::: Exercise input :::
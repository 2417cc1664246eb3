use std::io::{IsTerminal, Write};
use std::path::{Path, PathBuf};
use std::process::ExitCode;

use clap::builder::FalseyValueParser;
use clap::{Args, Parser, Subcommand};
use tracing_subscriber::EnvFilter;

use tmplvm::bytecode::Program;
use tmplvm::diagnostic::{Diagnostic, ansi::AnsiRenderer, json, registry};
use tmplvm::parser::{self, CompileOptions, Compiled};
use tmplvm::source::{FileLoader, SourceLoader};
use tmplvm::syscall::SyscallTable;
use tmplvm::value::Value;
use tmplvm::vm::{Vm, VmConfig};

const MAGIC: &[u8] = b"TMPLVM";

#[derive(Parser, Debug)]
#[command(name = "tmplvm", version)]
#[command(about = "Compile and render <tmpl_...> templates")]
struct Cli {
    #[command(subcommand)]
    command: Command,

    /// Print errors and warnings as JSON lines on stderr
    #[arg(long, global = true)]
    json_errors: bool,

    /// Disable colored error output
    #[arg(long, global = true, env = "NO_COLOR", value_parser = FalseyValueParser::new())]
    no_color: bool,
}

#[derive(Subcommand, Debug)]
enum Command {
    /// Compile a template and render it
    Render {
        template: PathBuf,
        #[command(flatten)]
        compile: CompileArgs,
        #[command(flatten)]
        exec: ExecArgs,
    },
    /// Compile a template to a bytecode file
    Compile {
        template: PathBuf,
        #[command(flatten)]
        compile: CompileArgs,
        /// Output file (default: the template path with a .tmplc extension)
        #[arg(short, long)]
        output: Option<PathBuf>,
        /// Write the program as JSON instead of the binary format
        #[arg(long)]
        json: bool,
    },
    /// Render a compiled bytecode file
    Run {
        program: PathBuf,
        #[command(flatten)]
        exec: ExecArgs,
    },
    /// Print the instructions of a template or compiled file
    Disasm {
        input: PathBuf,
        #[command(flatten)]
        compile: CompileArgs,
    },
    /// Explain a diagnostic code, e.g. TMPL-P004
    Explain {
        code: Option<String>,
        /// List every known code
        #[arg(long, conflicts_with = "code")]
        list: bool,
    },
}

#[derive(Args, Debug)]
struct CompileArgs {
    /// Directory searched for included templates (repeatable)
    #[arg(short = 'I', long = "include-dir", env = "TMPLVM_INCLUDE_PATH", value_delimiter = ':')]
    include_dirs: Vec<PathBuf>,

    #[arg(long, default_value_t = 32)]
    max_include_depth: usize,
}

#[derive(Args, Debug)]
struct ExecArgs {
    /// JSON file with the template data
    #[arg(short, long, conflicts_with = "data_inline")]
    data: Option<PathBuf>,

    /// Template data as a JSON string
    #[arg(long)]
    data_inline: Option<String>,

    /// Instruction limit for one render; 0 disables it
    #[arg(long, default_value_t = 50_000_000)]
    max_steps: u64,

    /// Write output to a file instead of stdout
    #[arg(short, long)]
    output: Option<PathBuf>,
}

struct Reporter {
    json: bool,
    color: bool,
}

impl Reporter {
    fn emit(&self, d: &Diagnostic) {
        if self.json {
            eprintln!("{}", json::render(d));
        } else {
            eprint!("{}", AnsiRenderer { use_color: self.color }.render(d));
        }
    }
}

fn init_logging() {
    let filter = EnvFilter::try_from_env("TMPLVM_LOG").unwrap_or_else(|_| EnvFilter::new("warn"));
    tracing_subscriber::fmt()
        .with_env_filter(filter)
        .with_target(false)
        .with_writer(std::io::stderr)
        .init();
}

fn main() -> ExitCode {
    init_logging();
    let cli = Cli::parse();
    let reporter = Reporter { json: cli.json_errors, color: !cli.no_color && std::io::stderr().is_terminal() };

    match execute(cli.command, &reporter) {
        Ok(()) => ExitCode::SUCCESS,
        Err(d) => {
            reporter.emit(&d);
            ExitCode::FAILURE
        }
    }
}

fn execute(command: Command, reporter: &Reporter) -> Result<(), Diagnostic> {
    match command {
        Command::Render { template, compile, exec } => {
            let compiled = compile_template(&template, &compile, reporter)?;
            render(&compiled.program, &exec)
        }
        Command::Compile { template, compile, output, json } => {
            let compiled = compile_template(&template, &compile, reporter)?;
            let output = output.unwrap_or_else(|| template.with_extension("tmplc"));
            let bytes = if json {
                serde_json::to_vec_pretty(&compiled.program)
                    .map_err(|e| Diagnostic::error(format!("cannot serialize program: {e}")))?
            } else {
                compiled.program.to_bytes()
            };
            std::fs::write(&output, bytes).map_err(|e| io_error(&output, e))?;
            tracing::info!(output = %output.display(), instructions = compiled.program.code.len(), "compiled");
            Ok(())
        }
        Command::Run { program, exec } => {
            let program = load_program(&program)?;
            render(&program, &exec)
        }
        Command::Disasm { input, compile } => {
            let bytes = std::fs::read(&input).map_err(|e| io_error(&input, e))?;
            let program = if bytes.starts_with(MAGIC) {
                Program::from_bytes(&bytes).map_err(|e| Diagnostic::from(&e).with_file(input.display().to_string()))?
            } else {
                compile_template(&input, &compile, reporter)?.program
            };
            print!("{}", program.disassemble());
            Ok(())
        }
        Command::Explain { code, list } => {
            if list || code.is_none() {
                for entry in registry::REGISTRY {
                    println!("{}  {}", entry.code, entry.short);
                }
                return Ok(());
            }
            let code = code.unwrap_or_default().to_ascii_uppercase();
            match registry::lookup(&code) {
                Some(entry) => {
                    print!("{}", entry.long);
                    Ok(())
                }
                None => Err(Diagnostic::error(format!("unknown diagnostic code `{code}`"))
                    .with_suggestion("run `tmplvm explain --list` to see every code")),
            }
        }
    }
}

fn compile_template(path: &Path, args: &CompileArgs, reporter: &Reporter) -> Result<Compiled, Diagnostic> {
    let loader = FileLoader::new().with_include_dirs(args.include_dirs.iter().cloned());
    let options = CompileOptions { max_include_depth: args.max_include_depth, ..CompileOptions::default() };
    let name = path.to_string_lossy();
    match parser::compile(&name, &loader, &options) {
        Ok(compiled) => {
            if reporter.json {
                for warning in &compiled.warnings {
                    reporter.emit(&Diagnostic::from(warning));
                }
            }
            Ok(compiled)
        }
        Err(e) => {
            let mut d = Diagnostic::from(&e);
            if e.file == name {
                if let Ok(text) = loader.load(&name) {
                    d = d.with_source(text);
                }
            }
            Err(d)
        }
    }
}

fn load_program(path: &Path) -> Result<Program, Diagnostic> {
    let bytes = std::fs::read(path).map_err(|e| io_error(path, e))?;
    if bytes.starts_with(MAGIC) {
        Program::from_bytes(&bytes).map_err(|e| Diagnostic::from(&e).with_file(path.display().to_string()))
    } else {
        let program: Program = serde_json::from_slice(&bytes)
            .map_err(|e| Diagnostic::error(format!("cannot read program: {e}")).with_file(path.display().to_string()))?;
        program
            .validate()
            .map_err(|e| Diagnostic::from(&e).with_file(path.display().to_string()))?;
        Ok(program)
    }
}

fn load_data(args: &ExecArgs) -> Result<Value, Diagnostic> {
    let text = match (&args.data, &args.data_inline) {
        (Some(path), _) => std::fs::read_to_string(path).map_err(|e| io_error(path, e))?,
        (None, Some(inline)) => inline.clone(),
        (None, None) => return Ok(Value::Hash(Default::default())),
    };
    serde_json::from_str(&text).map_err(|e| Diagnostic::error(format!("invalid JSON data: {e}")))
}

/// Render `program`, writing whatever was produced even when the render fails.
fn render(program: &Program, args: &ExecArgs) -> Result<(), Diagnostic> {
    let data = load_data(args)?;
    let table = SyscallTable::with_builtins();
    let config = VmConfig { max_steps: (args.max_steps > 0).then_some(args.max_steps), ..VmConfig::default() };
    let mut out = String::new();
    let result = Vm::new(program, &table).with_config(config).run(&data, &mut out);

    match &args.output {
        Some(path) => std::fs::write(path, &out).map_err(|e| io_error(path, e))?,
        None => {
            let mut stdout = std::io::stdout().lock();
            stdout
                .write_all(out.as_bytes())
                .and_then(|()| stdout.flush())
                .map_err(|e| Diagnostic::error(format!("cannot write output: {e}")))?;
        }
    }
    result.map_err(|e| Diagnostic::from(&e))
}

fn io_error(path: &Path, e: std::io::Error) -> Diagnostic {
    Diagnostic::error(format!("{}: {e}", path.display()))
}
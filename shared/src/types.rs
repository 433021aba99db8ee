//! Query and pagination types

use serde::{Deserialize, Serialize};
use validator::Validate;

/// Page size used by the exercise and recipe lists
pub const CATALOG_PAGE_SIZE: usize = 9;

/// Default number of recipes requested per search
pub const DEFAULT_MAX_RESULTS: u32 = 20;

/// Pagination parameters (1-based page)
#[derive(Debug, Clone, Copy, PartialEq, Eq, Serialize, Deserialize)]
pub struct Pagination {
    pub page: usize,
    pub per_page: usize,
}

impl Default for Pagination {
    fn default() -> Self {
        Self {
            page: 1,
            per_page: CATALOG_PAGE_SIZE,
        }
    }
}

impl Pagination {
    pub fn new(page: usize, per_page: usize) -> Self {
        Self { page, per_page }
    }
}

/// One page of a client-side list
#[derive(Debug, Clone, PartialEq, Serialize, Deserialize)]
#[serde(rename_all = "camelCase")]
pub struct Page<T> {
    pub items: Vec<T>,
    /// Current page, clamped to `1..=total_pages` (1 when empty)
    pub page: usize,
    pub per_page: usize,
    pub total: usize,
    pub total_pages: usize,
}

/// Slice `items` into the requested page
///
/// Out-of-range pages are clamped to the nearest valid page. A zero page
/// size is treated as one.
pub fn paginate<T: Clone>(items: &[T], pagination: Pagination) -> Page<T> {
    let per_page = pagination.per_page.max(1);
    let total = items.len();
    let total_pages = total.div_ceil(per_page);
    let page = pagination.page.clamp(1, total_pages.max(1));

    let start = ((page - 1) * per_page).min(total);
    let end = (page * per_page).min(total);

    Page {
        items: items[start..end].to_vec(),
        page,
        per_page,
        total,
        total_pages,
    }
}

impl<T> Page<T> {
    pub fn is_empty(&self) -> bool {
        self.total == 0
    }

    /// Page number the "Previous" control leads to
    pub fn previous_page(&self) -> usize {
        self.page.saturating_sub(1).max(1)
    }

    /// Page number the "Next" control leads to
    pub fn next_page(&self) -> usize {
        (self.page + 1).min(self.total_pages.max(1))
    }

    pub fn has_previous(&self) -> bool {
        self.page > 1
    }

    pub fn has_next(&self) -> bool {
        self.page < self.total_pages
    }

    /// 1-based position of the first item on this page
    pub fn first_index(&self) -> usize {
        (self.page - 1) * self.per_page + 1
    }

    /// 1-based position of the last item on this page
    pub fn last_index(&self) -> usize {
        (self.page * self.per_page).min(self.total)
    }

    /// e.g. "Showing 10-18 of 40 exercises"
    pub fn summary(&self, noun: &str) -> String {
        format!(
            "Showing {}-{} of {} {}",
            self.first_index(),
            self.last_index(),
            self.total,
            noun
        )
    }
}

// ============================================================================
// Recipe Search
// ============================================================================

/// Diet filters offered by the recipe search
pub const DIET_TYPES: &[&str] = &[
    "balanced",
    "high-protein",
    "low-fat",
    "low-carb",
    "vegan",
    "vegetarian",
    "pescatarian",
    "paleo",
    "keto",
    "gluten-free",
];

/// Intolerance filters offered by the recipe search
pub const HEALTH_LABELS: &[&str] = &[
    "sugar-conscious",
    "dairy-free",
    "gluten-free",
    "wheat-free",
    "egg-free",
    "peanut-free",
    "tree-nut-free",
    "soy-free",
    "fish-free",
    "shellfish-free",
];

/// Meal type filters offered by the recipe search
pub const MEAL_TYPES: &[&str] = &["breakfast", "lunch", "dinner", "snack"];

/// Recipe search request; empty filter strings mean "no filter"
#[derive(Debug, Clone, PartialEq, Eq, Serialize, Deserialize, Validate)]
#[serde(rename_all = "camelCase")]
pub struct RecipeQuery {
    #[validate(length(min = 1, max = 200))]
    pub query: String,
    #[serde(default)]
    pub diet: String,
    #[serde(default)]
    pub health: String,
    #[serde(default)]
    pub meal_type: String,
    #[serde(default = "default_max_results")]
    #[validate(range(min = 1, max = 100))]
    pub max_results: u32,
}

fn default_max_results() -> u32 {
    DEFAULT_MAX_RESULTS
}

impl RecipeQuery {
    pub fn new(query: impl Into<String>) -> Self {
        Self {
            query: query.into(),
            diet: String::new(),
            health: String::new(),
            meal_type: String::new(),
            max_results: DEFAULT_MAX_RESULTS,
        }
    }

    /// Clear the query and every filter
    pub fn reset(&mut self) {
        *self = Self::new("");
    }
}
:::
• _Your objective_:
Could you repeat exactly the lines in the listing above from the one with "(None, Some(inline)) =>" down to the one with "the render fails."? Include both of those lines.

• _Answer to this task_:
        (None, Some(inline)) => inline.clone(),
        (None, None) => return Ok(Value::Hash(Default::default())),
    };
    serde_json::from_str(&text).map_err(|e| Diagnostic::error(format!("invalid JSON data: {e}")))
}

/// Render `program`, writing whatever was produced even when the render fails.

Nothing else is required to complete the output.